Picasso Became a Communist Later on in His Life

Many people don’t know that Pablo Picasso became a communist in his sixties, during World War II. He joined the French Communist Party in 1944, shortly after the liberation of Paris from Nazi rule, and his explanation for his decision was a short and simple one. He stated, “I have found there all whom I respect most, the greatest thinkers, the greatest poets and all the faces of the resistance fighters.” Some of his (controversial) works from that period include the “Massacre in Korea”, portraying US soldiers attacking pregnant women and children, and a portrait of Stalin. Despite joining the Communist Party, he was not always a supporter of communism and the Soviet Union – in 1956, for example, he signed a protest letter condemning the Soviet invasion of Hungary.

Picasso’s Paintings Are Very Popular Among Art Thieves

Pablo Picasso facts reveal a simple truth: more of his paintings have been stolen than any other artist in history. While this is certainly not the best thing that could have happened, it is a clear sign of how highly his artwork is valued on the market. Nearly 1,200 of his works are listed as stolen, missing or disputed, including Le pigeon aux petits pois,which was stolen during the infamous 2010 Paris Museum of Modern Art heist – one of the most daring (and most costly) art thefts in history.

Pablo Picasso Facts — Facts about Pablo Picasso Summary

Pablo Picasso FactsPablo Picasso, whose full name was Pablo Diego José Francisco de Paula Juan Nepomuceno María de los Remedios Cipriano de la Santísima Trinidad Ruiz y Picasso, was born in Malaga, Spain, on October 25, 1881. He showed his talent for art at a very young age and was encouraged by his father, who was also a painter.
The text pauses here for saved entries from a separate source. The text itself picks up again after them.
/// Probe run by the load balancer against each target.
#[derive(Clone, Debug, PartialEq, Eq, Serialize)]
pub struct TargetHealthCheck {
    pub path: String,
    pub interval: Duration,
    pub healthy_threshold: u32,
    pub unhealthy_threshold: u32,
}

impl Default for TargetHealthCheck {
    fn default() -> Self {
        Self {
            path: "/".to_string(),
            interval: Duration::from_secs(30),
            healthy_threshold: 5,
            unhealthy_threshold: 2,
        }
    }
}

#[derive(Clone, Debug, PartialEq, Eq, Serialize)]
pub struct TargetGroupSpec {
    pub network: LogicalId,
    pub port: u16,
    pub health_check: TargetHealthCheck,
    pub attributes: BTreeMap<String, String>,
}

impl TargetGroupSpec {
    pub fn set_attribute(&mut self, key: impl Into<String>, value: impl Into<String>) {
        self.attributes.insert(key.into(), value.into());
    }

    pub fn configure_health_check(&mut self, health_check: TargetHealthCheck) {
        self.health_check = health_check;
    }
}

#[derive(Clone, Copy, Debug, PartialEq, Eq, Serialize)]
pub enum ApplicationProtocol {
    Http,
    Https,
}

impl ApplicationProtocol {
    pub fn as_str(&self) -> &'static str {
        match self {
            Self::Http => "HTTP",
            Self::Https => "HTTPS",
        }
    }

    pub fn default_port(&self) -> u16 {
        match self {
            Self::Http => 80,
            Self::Https => 443,
        }
    }
}

/// TLS negotiation policy of an HTTPS listener.
#[derive(Clone, Copy, Debug, PartialEq, Eq, Serialize)]
pub enum SslPolicy {
    /// TLS 1.3 only, restricted ciphers
    Tls13Res,
}

impl SslPolicy {
    pub fn as_str(&self) -> &'static str {
        match self {
            Self::Tls13Res => "ELBSecurityPolicy-TLS13-1-2-Res-2021-06",
        }
    }
}

#[derive(Clone, Debug, PartialEq, Eq, Serialize)]
pub enum ListenerAction {
    Forward { target_group: LogicalId },
    Redirect { protocol: ApplicationProtocol, port: u16 },
}

#[derive(Clone, Debug, PartialEq, Eq, Serialize)]
pub struct ListenerSpec {
    pub load_balancer: LogicalId,
    pub port: u16,
    pub protocol: ApplicationProtocol,
    pub certificate: Option<ValidatedCertificate>,
    pub ssl_policy: Option<SslPolicy>,
    pub action: ListenerAction,
}

#[derive(Clone, Debug, PartialEq, Eq, Serialize)]
pub struct CapacityProviderStrategy {
    pub capacity_provider: String,
    pub weight: u32,
}

#[derive(Clone, Copy, Debug, PartialEq, Eq, Serialize)]
pub struct CircuitBreaker {
    pub rollback: bool,
}

/// Binding of a container port to a target group.
#[derive(Clone, Debug, PartialEq, Eq, Serialize)]
pub struct TargetBinding {
    pub container_name: String,
    pub container_port: u16,
    pub target_group: LogicalId,
}

#[derive(Clone, Debug, PartialEq, Eq, Serialize)]
pub struct ServiceSpec {
    pub cluster: LogicalId,
    pub task_definition: LogicalId,
    pub desired_count: u32,
    pub subnets: Vec<String>,
    pub assign_public_ip: bool,
    pub security_groups: Vec<LogicalId>,
    pub capacity_provider_strategies: Vec<CapacityProviderStrategy>,
    pub circuit_breaker: Option<CircuitBreaker>,
    pub health_check_grace_period: Option<Duration>,
    pub targets: Vec<TargetBinding>,
    pub(crate) enable_execute_command: bool,
}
Picasso left his homeland in his early twenties, settling in the then center of the art world – Paris. He remained in France until his death in 1973, at the very respectable age of 91, so most of his art was created in France. His style and interests changed greatly over the course of his career, and his work is typically divided into various periods, starting with the Blue Period in the beginning of the 20th century. In addition to being one of the greatest painters of all time, Picasso also exhibited a talent for other forms of art, including writing poetry and plays.